Building a Reddit Workflow with Pipedream

Building a Reddit Workflow with Pipedream

Almost four years ago I blogged about a demo I built using Reddit's API. The demo was a multi-user application that made use of Mongo for persistence and Passport.js for user authentication. You would login, select subreddit's to subscribe to, and then once a day it would email you the new posts from that subreddit. This was built in a "traditional" Node.js style with a server running full time to process requests. I thought it would be fun to build this again (although slightly different) using Pipedream's support for working with the Reddit API. I built two different versions of a simple workflow I'd like to share below.

So before I begin, how does Pipedream support Reddit? Currently Pipedream doesn't have a "service explorer" or a way to see what pre-built actions are available. What I've been doing is going to a test workflow I use for, well, testing, and click to add a new action. I then browse what's available. If you know what you want, you can click the name of the app to filter. Apps will be at the end of the list of actions:

Action/app display

After you click it, the actions are then filtered to items within it. In the case of Reddit, this is quite a bit:

List of actions

You can type to filter even more. For my case I knew I wanted to get new posts so typing "new" was enough:

New

Finally, once you select the action, note that the you probably still need to know about the API itself. Sometimes the properties are obvious, but sometimes they aren't.
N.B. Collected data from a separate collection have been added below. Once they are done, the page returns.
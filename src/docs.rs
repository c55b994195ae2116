use std::sync::Arc;

use axum::{routing::get, Json, Router};
use serde_json::{json, Map, Value};
use utoipa::OpenApi;
use utoipa_swagger_ui::SwaggerUi;

use crate::models;
use crate::routes;

#[derive(OpenApi)]
#[openapi(
	paths(
		routes::drinks::list_drinks,
		routes::drinks::list_drinks_detail,
		routes::drinks::create_drink,
		routes::drinks::update_drink,
		routes::drinks::delete_drink,
		routes::health::health
	),
	components(
		schemas(
			models::drink::Ingredient,
			models::drink::ShortIngredient,
			models::drink::ShortDrink,
			models::drink::LongDrink,
			models::drink::DrinkCreateRequest,
			models::drink::DrinkUpdateRequest,
			models::drink::ShortDrinksResponse,
			models::drink::LongDrinksResponse,
			models::drink::DeleteDrinkResponse,
			routes::health::HealthResponse
		)
	),
	tags(
		(name = "Drinks", description = "Drink menu and recipes"),
		(name = "Health", description = "Service health")
	)
)]
pub struct ApiDoc;

pub fn build_openapi(port: u16) -> anyhow::Result<utoipa::openapi::OpenApi> {
	let mut doc = serde_json::to_value(ApiDoc::openapi())?;

	ensure_security_components(&mut doc)?;
	ensure_error_schema(&mut doc)?;
	ensure_servers(&mut doc, port)?;

	Ok(serde_json::from_value(doc)?)
}

pub fn swagger_routes(doc: utoipa::openapi::OpenApi) -> anyhow::Result<Router> {
	let swagger_config = utoipa_swagger_ui::Config::new(["/api-docs/openapi.json"])
		.try_it_out_enabled(true)
		.with_credentials(true)
		.persist_authorization(true);

	let doc_json = Arc::new(serde_json::to_value(&doc)?);

	let json_route = {
		let doc_json = Arc::clone(&doc_json);
		get(move || {
			let doc_json = Arc::clone(&doc_json);
			async move { Json((*doc_json).clone()) }
		})
	};

	Ok(Router::new()
		.route("/api-docs/openapi.json", json_route)
		.merge(SwaggerUi::new("/docs").config(swagger_config)))
}

fn object_entry<'a>(parent: &'a mut Value, key: &str) -> anyhow::Result<&'a mut Map<String, Value>> {
	parent
		.as_object_mut()
		.ok_or_else(|| anyhow::anyhow!("OpenAPI node must be an object"))?
		.entry(key)
		.or_insert_with(|| Value::Object(Map::new()))
		.as_object_mut()
		.ok_or_else(|| anyhow::anyhow!("OpenAPI `{key}` must be an object"))
}

fn ensure_security_components(doc: &mut Value) -> anyhow::Result<()> {
	let components = object_entry(doc, "components")?;
	let schemes = components
		.entry("securitySchemes")
		.or_insert_with(|| Value::Object(Map::new()));

	object_entry_insert(
		schemes,
		"bearerAuth",
		json!({
			"type": "http",
			"scheme": "bearer",
			"bearerFormat": "JWT",
			"description": "RS256 token from the identity provider carrying a `permissions` claim"
		}),
	)
}

fn ensure_error_schema(doc: &mut Value) -> anyhow::Result<()> {
	let components = object_entry(doc, "components")?;
	let schemas = components
		.entry("schemas")
		.or_insert_with(|| Value::Object(Map::new()));

	object_entry_insert(
		schemas,
		"ErrorResponse",
		json!({
			"type": "object",
			"required": ["success", "error", "message"],
			"properties": {
				"success": {"type": "boolean", "example": false},
				"error": {"type": "integer", "example": 404},
				"message": {"type": "string", "example": "resource not found"}
			}
		}),
	)
}

fn ensure_servers(doc: &mut Value, port: u16) -> anyhow::Result<()> {
	let root = doc
		.as_object_mut()
		.ok_or_else(|| anyhow::anyhow!("OpenAPI root must be an object"))?;
	root.entry("servers")
		.or_insert_with(|| json!([{ "url": format!("http://localhost:{}", port) }]));
	Ok(())
}

fn object_entry_insert(target: &mut Value, key: &str, value: Value) -> anyhow::Result<()> {
	target
		.as_object_mut()
		.ok_or_else(|| anyhow::anyhow!("OpenAPI node must be an object"))?
		.entry(key)
		.or_insert(value);
	Ok(())
}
So in the example above, I knew what Subreddit meant but wasn't sure about the value of "after":

Property examples

So in that case, I simply used the Reddit API documentation.

Alright, so with that out of the way, let me talk about what I built.

Reddit Demo Version One

For my first workflow, I attempted to recreate my Node POC in a simpler manner. When you add an application to your Pipedream workflow and authenticate it, it's tied to your account, so instead of trying to build something multi-user with Mongo and all that, I settled on a simpler idea.

  • Get the new posts from one subreddit.
  • Email them to me.

My workflow ended up with the following steps:

  • A CRON trigger set to run once a day.
  • A Node.js trigger to specify the subreddit name:
async (event, steps) => {
	this.reddit = 'Acadiana';
})
  • Next, I used the "get new" Reddit action. While this supports an "after" filter, that relies on the ID of a post. There is no way to apply a date filter. I figured I'd fix that later. All I specified here then was the subreddit:

Configured step

  • As I said above, there's no way (that I know of) to filter to today via the API. So I added a Node.js step to filter to posts no more than 24 hours old.
async (event, steps) => {
	/*
	Date.now is ms, for reddit posts, created_utc is seconds, so convert our value to seconds
	*/
	const now = Date.now()/1000;
	// and 24 hours in seconds then is 24 * 60 * 60
	const maxtime = 24 * 60 * 60;
	this.currentPosts = steps.get_new.$return_value.data.children.filter(p => {
		let diff = now - p.data.created_utc;
		return diff < maxtime;
	}).map(p => {
		return p.data;
	});
	console.log('i now have '+this.currentPosts.length+' posts');
})

Let me just say I'm very proud of my filter and map usage there. Almost Google tech interview quality I'd say. ;)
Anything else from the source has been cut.